Enfin, après le retour, la montée implacable de la nostalgie s'en suivra, forte et inexplicable, phénomène connu sous le nom de "Mal d'Afrique". Dans le roman de Bicocchi, la première chose qu'on lit est précisément ce processus, familier à tous les coopérants et amateurs d'Afrique noire, revécu et raconté remarquablement. Ensuite, il y a le récit, colonne vertébrale du livre, paradigme amusant et angoissant de la façon dont les règles changent d'un continent à l'autre.

Enfin il y a l'histoire de Brazza, le seul blanc à avoir une place dans le Panthéon des héros Africains. Pietro Savorgnan de Brazza, le grand explorateur humaniste italien de naissance et français d'adoption, gagna cette reconnaissance par sa manière d'aborder l'Afrique, basée sur le dialogue et l'intégration, antithèse du modèle colonialiste violent et prédateur du XIXe siècle.

En dépit d'une forme plus diaristique que littéraire, typique de nombreux romans italiens ces dernières années, celui de Bicocchi est vraiment un beau roman, amusant et sincère. La description des personnages est très efficace et vivante, de l'ambassadeur d'Italie et de sa dame jusqu'au dernier des vendeurs de rue.

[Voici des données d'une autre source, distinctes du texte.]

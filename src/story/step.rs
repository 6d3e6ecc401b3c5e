use crate::charts::ChartKind;

/// Where a focused widget sits on screen during a step.
/// `Text` keeps the chart on the left while narrative text takes the right.
#[derive(Clone, Copy, PartialEq, Eq, Debug)]
pub enum Phase {
    Center,
    Left,
    Text,
}

impl Phase {
    /// Parse the `data-phase` attribute value. Unknown or absent values
    /// fall back to `Center`.
    pub fn parse(raw: Option<&str>) -> Self {
        match raw {
            Some("center") | None => Phase::Center,
            Some("left") => Phase::Left,
            Some("text") => Phase::Text,
            Some(other) => {
                log::warn!("unrecognized data-phase {other:?}, defaulting to center");
                Phase::Center
            }
        }
    }
}

/// Globe overlay mode. `None` shows the land particle cloud,
/// the other two are the full-bleed finale modes.
#[derive(Clone, Copy, PartialEq, Eq, Debug, Default)]
pub enum OverlayMode {
    #[default]
    None,
    Choropleth,
    Temporal,
}

impl OverlayMode {
    /// Parse a finale marker value. Unknown markers get the choropleth
    /// overlay rather than failing the whole story load.
    pub fn parse_finale(raw: &str) -> Self {
        match raw {
            "choropleth" => OverlayMode::Choropleth,
            "temporal" => OverlayMode::Temporal,
            other => {
                log::warn!("unrecognized finale mode {other:?}, defaulting to choropleth");
                OverlayMode::Choropleth
            }
        }
    }
}

/// One scroll-trigger region of the story. Immutable after load.
#[derive(Clone, Debug)]
pub struct Step {
    pub id: String,
    /// Target widget id (`data-widget`), absent for narrative/spacer steps
    pub widget: Option<String>,
    /// Focus phase (`data-phase`), defaulted to center
    pub phase: Phase,
    /// Spacer steps reset everything to the rest state
    pub spacer: bool,
    /// Finale steps hand the whole stage to the globe in this overlay mode
    pub finale: Option<OverlayMode>,
}

impl Step {
    pub fn spacer(id: &str) -> Self {
        Self {
            id: id.to_string(),
            widget: None,
            phase: Phase::Center,
            spacer: true,
            finale: None,
        }
    }

    pub fn widget(id: &str, widget: &str, phase: Phase) -> Self {
        Self {
            id: id.to_string(),
            widget: Some(widget.to_string()),
            phase,
            spacer: false,
            finale: None,
        }
    }

    pub fn narrative(id: &str) -> Self {
        Self {
            id: id.to_string(),
            widget: None,
            phase: Phase::Center,
            spacer: false,
            finale: None,
        }
    }

    pub fn finale(id: &str, mode: OverlayMode) -> Self {
        Self {
            id: id.to_string(),
            widget: None,
            phase: Phase::Center,
            spacer: false,
            finale: Some(mode),
        }
    }
}

/// A chart widget declaration: one on-screen region per chart,
/// count fixed for the session.
#[derive(Clone, Debug)]
pub struct WidgetDef {
    pub id: String,
    pub title: String,
    pub kind: ChartKind,
    /// Widgets whose layout must settle after the focus transition get a
    /// deferred re-layout scheduled by the controller.
    pub needs_deferred_relayout: bool,
}

/// The whole narrative: widget declarations plus the ordered step list.
#[derive(Clone, Debug)]
pub struct Story {
    pub widgets: Vec<WidgetDef>,
    pub steps: Vec<Step>,
}

impl Story {
    pub fn widget_index(&self, id: &str) -> Option<usize> {
        self.widgets.iter().position(|w| w.id == id)
    }
}

#[cfg(test)]
mod tests {
    use super::*;

    #[test]
    fn test_phase_parse_known() {
        assert_eq!(Phase::parse(Some("center")), Phase::Center);
        assert_eq!(Phase::parse(Some("left")), Phase::Left);
        assert_eq!(Phase::parse(Some("text")), Phase::Text);
    }

    #[test]
    fn test_phase_parse_defaults_to_center() {
        assert_eq!(Phase::parse(None), Phase::Center);
        assert_eq!(Phase::parse(Some("wobble")), Phase::Center);
    }

    #[test]
    fn test_finale_mode_parse() {
        assert_eq!(OverlayMode::parse_finale("temporal"), OverlayMode::Temporal);
        assert_eq!(OverlayMode::parse_finale("choropleth"), OverlayMode::Choropleth);
        assert_eq!(OverlayMode::parse_finale("???"), OverlayMode::Choropleth);
    }
}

Mais son plus grand mérite est précisément l'honnêteté du récit, qui ne cache jamais le préjugé, la peur, la dépaysement du personnage au regard d'un monde aux règles incompréhensibles pour lui. De même, il ne cache pas non plus son enthousiasme de "mundele", parfois naïf et superficiel, pour une humanité dont l'essence peut être révélée davantage avec le sentiment qu'avec la raison.